For databases that don’t support this, such as SQLite and MySQL without their referential integrity options turned on, the passive_updates flag can be set to False, most preferably on a one-to-many or many-to-many relationship(), which instructs SQLAlchemy to issue UPDATE statements individually for objects referenced in the collection, loading them into memory if not already locally present. The passive_updates flag can also be False in conjunction with ON UPDATE CASCADE functionality, although in that case the unit of work will be issuing extra SELECT and UPDATE statements unnecessarily.

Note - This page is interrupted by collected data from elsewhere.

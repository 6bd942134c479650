//! Scenario parameters and input validation
//!
//! A scenario is fully described by a `ScenarioParameters` value: the cPRA
//! threshold class, two dimensionless hazard multipliers for the xenograft
//! arm, the xenograft supply level, and the horizon in whole years. The
//! value is immutable for the duration of a run.
//!
//! # Critical Invariants
//!
//! 1. Unsupported threshold classes are rejected explicitly; there is no
//!    silent fallback to a default class.
//! 2. Validation happens before a run starts; the stepper never sees
//!    negative multipliers or a non-positive horizon.

use serde::{Deserialize, Serialize};
use thiserror::Error;

/// Errors reported to the caller before a run proceeds
#[derive(Debug, Clone, PartialEq, Error)]
pub enum SimulationError {
    /// Parameter outside its valid range (negative multiplier, zero
    /// horizon, negative supply)
    #[error("invalid parameter: {0}")]
    InvalidParameter(String),

    /// cPRA threshold class not in the supported calibration set
    #[error("unsupported cPRA threshold: {0}")]
    UnsupportedThreshold(String),
}

/// cPRA threshold class
///
/// Selects which baseline calibration table applies. The threshold is the
/// cPRA percentile at which the high-priority band starts; the band keys
/// mirror the configuration vocabulary of the calibration data
/// (`"0-85"` / `"85-100"` for [`CpraThreshold::Cpra85`]).
///
/// # Example
/// ```
/// use waitlist_simulator_core_rs::CpraThreshold;
///
/// let t = CpraThreshold::from_band("0-85").unwrap();
/// assert_eq!(t, CpraThreshold::Cpra85);
/// assert_eq!(t.high_band(), "85-100");
///
/// assert!(CpraThreshold::from_band("0-50").is_err());
/// ```
#[derive(Debug, Clone, Copy, PartialEq, Eq, Hash, Serialize, Deserialize)]
pub enum CpraThreshold {
    /// High-priority band starts at cPRA 80 (bands "0-80" / "80-100")
    #[serde(rename = "0-80")]
    Cpra80,

    /// High-priority band starts at cPRA 85 (bands "0-85" / "85-100")
    #[serde(rename = "0-85")]
    Cpra85,

    /// High-priority band starts at cPRA 95 (bands "0-95" / "95-100")
    #[serde(rename = "0-95")]
    Cpra95,
}

impl CpraThreshold {
    /// All supported threshold classes
    pub const ALL: [CpraThreshold; 3] = [
        CpraThreshold::Cpra80,
        CpraThreshold::Cpra85,
        CpraThreshold::Cpra95,
    ];

    /// Parse a band key ("0-85") or bare percentile ("85")
    ///
    /// Unknown values are an error, never substituted with a default.
    pub fn from_band(key: &str) -> Result<Self, SimulationError> {
        match key {
            "0-80" | "80" => Ok(CpraThreshold::Cpra80),
            "0-85" | "85" => Ok(CpraThreshold::Cpra85),
            "0-95" | "95" => Ok(CpraThreshold::Cpra95),
            other => Err(SimulationError::UnsupportedThreshold(other.to_string())),
        }
    }

    /// cPRA percentile at which the high-priority band starts
    pub fn percentile(&self) -> u8 {
        match self {
            CpraThreshold::Cpra80 => 80,
            CpraThreshold::Cpra85 => 85,
            CpraThreshold::Cpra95 => 95,
        }
    }

    /// Band key of the standard-priority class, e.g. "0-85"
    pub fn low_band(&self) -> &'static str {
        match self {
            CpraThreshold::Cpra80 => "0-80",
            CpraThreshold::Cpra85 => "0-85",
            CpraThreshold::Cpra95 => "0-95",
        }
    }

    /// Band key of the high-priority class, e.g. "85-100"
    pub fn high_band(&self) -> &'static str {
        match self {
            CpraThreshold::Cpra80 => "80-100",
            CpraThreshold::Cpra85 => "85-100",
            CpraThreshold::Cpra95 => "95-100",
        }
    }
}

/// Xenograft supply level for the intervention scenario
///
/// Either an absolute number of organs per year, or a multiple of the
/// threshold class's calibrated baseline supply.
#[derive(Debug, Clone, Copy, PartialEq, Serialize, Deserialize)]
#[serde(tag = "type", rename_all = "snake_case")]
pub enum XenoSupply {
    /// Fixed number of xenografts offered per year
    Absolute { organs_per_year: f64 },

    /// Multiple of the calibrated baseline supply for the threshold class
    ///
    /// `factor = 1.0` is the baseline scenario; `factor = 0.0` represents
    /// no intervention.
    BaselineMultiple { factor: f64 },
}

impl XenoSupply {
    /// Baseline supply for the chosen threshold class
    pub fn baseline() -> Self {
        XenoSupply::BaselineMultiple { factor: 1.0 }
    }

    /// No xenografts offered
    pub fn none() -> Self {
        XenoSupply::Absolute {
            organs_per_year: 0.0,
        }
    }

    /// Resolve to organs per year against a baseline magnitude
    pub fn organs_per_year(&self, baseline_supply: f64) -> f64 {
        match self {
            XenoSupply::Absolute { organs_per_year } => *organs_per_year,
            XenoSupply::BaselineMultiple { factor } => factor * baseline_supply,
        }
    }

    fn magnitude(&self) -> f64 {
        match self {
            XenoSupply::Absolute { organs_per_year } => *organs_per_year,
            XenoSupply::BaselineMultiple { factor } => *factor,
        }
    }
}

/// Complete inputs for one scenario run
///
/// # Example
/// ```
/// use waitlist_simulator_core_rs::{CpraThreshold, ScenarioParameters, XenoSupply};
///
/// let params = ScenarioParameters {
///     threshold: CpraThreshold::Cpra85,
///     graft_failure_multiplier: 1.0,
///     post_transplant_death_multiplier: 1.0,
///     xeno_supply: XenoSupply::baseline(),
///     horizon_years: 10,
/// };
/// assert!(params.validate().is_ok());
/// ```
#[derive(Debug, Clone, Copy, PartialEq, Serialize, Deserialize)]
pub struct ScenarioParameters {
    /// cPRA threshold class selecting the baseline calibration
    pub threshold: CpraThreshold,

    /// Xenograft graft-failure hazard as a multiple of the high-class
    /// standard-organ baseline (0 = grafts never fail)
    pub graft_failure_multiplier: f64,

    /// Xenograft post-transplant death hazard as a multiple of the
    /// high-class standard-organ baseline
    pub post_transplant_death_multiplier: f64,

    /// Xenograft supply offered to the high-priority class
    pub xeno_supply: XenoSupply,

    /// Simulated duration in whole years
    pub horizon_years: u32,
}

impl ScenarioParameters {
    /// Check all input constraints
    ///
    /// # Errors
    ///
    /// `SimulationError::InvalidParameter` if a multiplier or the supply
    /// magnitude is negative or non-finite, or the horizon is zero.
    pub fn validate(&self) -> Result<(), SimulationError> {
        check_nonnegative(
            "graft_failure_multiplier",
            self.graft_failure_multiplier,
        )?;
        check_nonnegative(
            "post_transplant_death_multiplier",
            self.post_transplant_death_multiplier,
        )?;
        check_nonnegative("xeno_supply", self.xeno_supply.magnitude())?;

        if self.horizon_years == 0 {
            return Err(SimulationError::InvalidParameter(
                "horizon_years must be at least 1".to_string(),
            ));
        }

        Ok(())
    }
}

fn check_nonnegative(name: &str, value: f64) -> Result<(), SimulationError> {
    if !value.is_finite() || value < 0.0 {
        return Err(SimulationError::InvalidParameter(format!(
            "{} must be finite and >= 0, got {}",
            name, value
        )));
    }
    Ok(())
}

A typical mutable primary key setup might look like:
class User(Base):
__tablename__ = 'user'
username = Column(String(50), primary_key=True)
fullname = Column(String(100))
# passive_updates=False *only* needed if the database
# does not implement ON UPDATE CASCADE
addresses = relationship("Address", passive_updates=False)
class Address(Base):
__tablename__ = 'address'
email = Column(String(50), primary_key=True)
username = Column(String(50),
ForeignKey('user.username', onupdate="cascade")
)
passive_updates is set to True by default, indicating that ON UPDATE CASCADE is expected to be in place in the usual case for foreign keys that expect to have a mutating parent key.
A passive_updates setting of False may be configured on any direction of relationship, i.e. one-to-many, many-to-one, and many-to-many, although it is much more effective when placed just on the one-to-many or many-to-many side. Configuring the passive_updates to False only on the many-to-one side will have only a partial effect, as the unit of work searches only through the current identity map for objects that may be referencing the one with a mutating primary key, not throughout the database.